▶ [Task goal]:
Word for word, transcribe the data below from the line with "has been settled." to the line with "self.stats.init();", keeping both of those lines.

▶ [Provided entries]:
*** Block opens ***
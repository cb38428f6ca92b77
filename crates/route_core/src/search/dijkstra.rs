use std::collections::BinaryHeap;

use crate::constants::Weight;
use crate::error::Result;
use crate::graph::*;
use crate::search::shortest_path::ShortestPath;
use crate::statistics::SearchStats;
use log::{debug, info};

#[derive(Debug)]
pub struct Candidate {
    pub node_idx: NodeIndex,
    pub weight: Weight,
}

impl Candidate {
    pub fn new(node_idx: NodeIndex, weight: Weight) -> Self {
        Self { node_idx, weight }
    }
}

impl PartialOrd for Candidate {
    fn partial_cmp(&self, other: &Self) -> Option<std::cmp::Ordering> {
        Some(self.cmp(other))
    }
}

impl PartialEq for Candidate {
    fn eq(&self, other: &Self) -> bool {
        other.weight == self.weight
    }
}

impl Eq for Candidate {}

impl Ord for Candidate {
    fn cmp(&self, other: &Self) -> std::cmp::Ordering {
        // Reversed, so the candidate with the lowest weight is on top of the heap
        other
            .weight
            .partial_cmp(&self.weight)
            .unwrap_or(std::cmp::Ordering::Equal)
    }
}

/// How a node was reached during a search.
#[derive(Debug, Clone, Copy, PartialEq, Eq)]
pub enum Predecessor {
    /// The node the search started from
    Start,
    /// Never reached
    Unvisited,
    /// Reached over an edge from this node
    Node(NodeIndex),
}

/// Distances and predecessors of every node after a single search. Each call
/// to [`Dijkstra::run`] creates a new result.
#[derive(Debug, Clone, PartialEq)]
pub struct SearchResult {
    pub source: NodeIndex,
    pub target: NodeIndex,
    distances: Vec<Weight>,
    predecessors: Vec<Predecessor>,
}

impl SearchResult {
    fn new(num_nodes: usize, source: NodeIndex, target: NodeIndex) -> Self {
        let mut distances = vec![Weight::INFINITY; num_nodes];
        let mut predecessors = vec![Predecessor::Unvisited; num_nodes];
        distances[source.index()] = 0.0;
        predecessors[source.index()] = Predecessor::Start;

        SearchResult {
            source,
            target,
            distances,
            predecessors,
        }
    }

    #[cfg(test)]
    pub(crate) fn from_parts(
        source: NodeIndex,
        target: NodeIndex,
        distances: Vec<Weight>,
        predecessors: Vec<Predecessor>,
    ) -> Self {
        SearchResult {
            source,
            target,
            distances,
            predecessors,
        }
    }

    /// Best known distance from the source, `INFINITY` if `node_idx` was not
    /// reached. Only the distance of the target is guaranteed to be final.
    pub fn distance(&self, node_idx: NodeIndex) -> Weight {
        self.distances[node_idx.index()]
    }

    pub fn predecessor(&self, node_idx: NodeIndex) -> Predecessor {
        self.predecessors[node_idx.index()]
    }

    /// Distance to the target or `None` if it cannot be reached
    pub fn target_distance(&self) -> Option<Weight> {
        match self.predecessor(self.target) {
            Predecessor::Unvisited => None,
            _ => Some(self.distance(self.target)),
        }
    }

    pub fn num_nodes(&self) -> usize {
        self.distances.len()
    }
}

/// Dijkstra search from one source to one target.
///
/// The graph is only borrowed, every search builds its own [`SearchResult`],
/// so any number of searches may run on the same graph. `stats` is
/// overwritten by each search, so concurrent searches each need their own
/// `Dijkstra`.
pub struct Dijkstra<'a> {
    pub stats: SearchStats,
    g: &'a Graph,
}

impl<'a> Dijkstra<'a> {
    pub fn new(graph: &'a Graph) -> Self {
        Dijkstra {
            g: graph,
            stats: SearchStats::default(),
        }
    }

    /// Computes distances and predecessors until `target` is settled or every
    /// reachable node has been settled.
    ///
    /// **Panics** if `source` or `target` is not a node of the graph
    pub fn run(&mut self, source: NodeIndex, target: NodeIndex) -> SearchResult {
        let num_nodes = self.g.num_nodes();
        assert!(
            source.index() < num_nodes,
            "Source node index ({}) does not exist",
            source.index()
        );
        assert!(
            target.index() < num_nodes,
            "Target node index ({}) does not exist",
            target.index()
        );

        self.stats.init();
        let mut result = SearchResult::new(num_nodes, source, target);

        if source == target {
            self.stats.nodes_settled += 1;
            self.stats.finish();
            return result;
        }

        let mut queue = BinaryHeap::new();
        queue.push(Candidate::new(source, 0.0));

        while let Some(Candidate { weight, node_idx }) = queue.pop() {
            // Stale entry, a shorter distance was found after it was queued
            if weight > result.distances[node_idx.index()] {
                continue;
            }

            self.stats.nodes_settled += 1;

            if node_idx == target {
                break;
            }

            for edge in self.g.neighbors(node_idx) {
                let new_distance = weight + edge.weight;
                let target_idx = edge.target.index();
                if new_distance < result.distances[target_idx] {
                    result.distances[target_idx] = new_distance;
                    result.predecessors[target_idx] = Predecessor::Node(node_idx);
                    queue.push(Candidate::new(edge.target, new_distance));
                }
            }
        }
        self.stats.finish();

        result
    }

    /// Shortest path from `source` to `target`, `None` if the target cannot be
    /// reached.
    pub fn search(&mut self, source: NodeIndex, target: NodeIndex) -> Result<Option<ShortestPath>> {
        let result = self.run(source, target);

        let sp = super::reconstruct_path(source, target, &result)?
            .map(|nodes| ShortestPath::new(nodes, result.distance(target)));

        if sp.is_some() {
            debug!("Path found: {:?}", sp);
            info!(
                "Path found: {:?}/{} nodes settled",
                self.stats.duration.unwrap_or_default(),
                self.stats.nodes_settled
            );
        } else {
            info!(
                "No path found: {:?}/{} nodes settled",
                self.stats.duration.unwrap_or_default(),
                self.stats.nodes_settled
            );
        }

        Ok(sp)
    }
}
*** Block closes ***
▶ [Solved exercise]:
    /// reachable node has been settled.
    ///
    /// **Panics** if `source` or `target` is not a node of the graph
    pub fn run(&mut self, source: NodeIndex, target: NodeIndex) -> SearchResult {
        let num_nodes = self.g.num_nodes();
        assert!(
            source.index() < num_nodes,
            "Source node index ({}) does not exist",
            source.index()
        );
        assert!(
            target.index() < num_nodes,
            "Target node index ({}) does not exist",
            target.index()
        );

        self.stats.init();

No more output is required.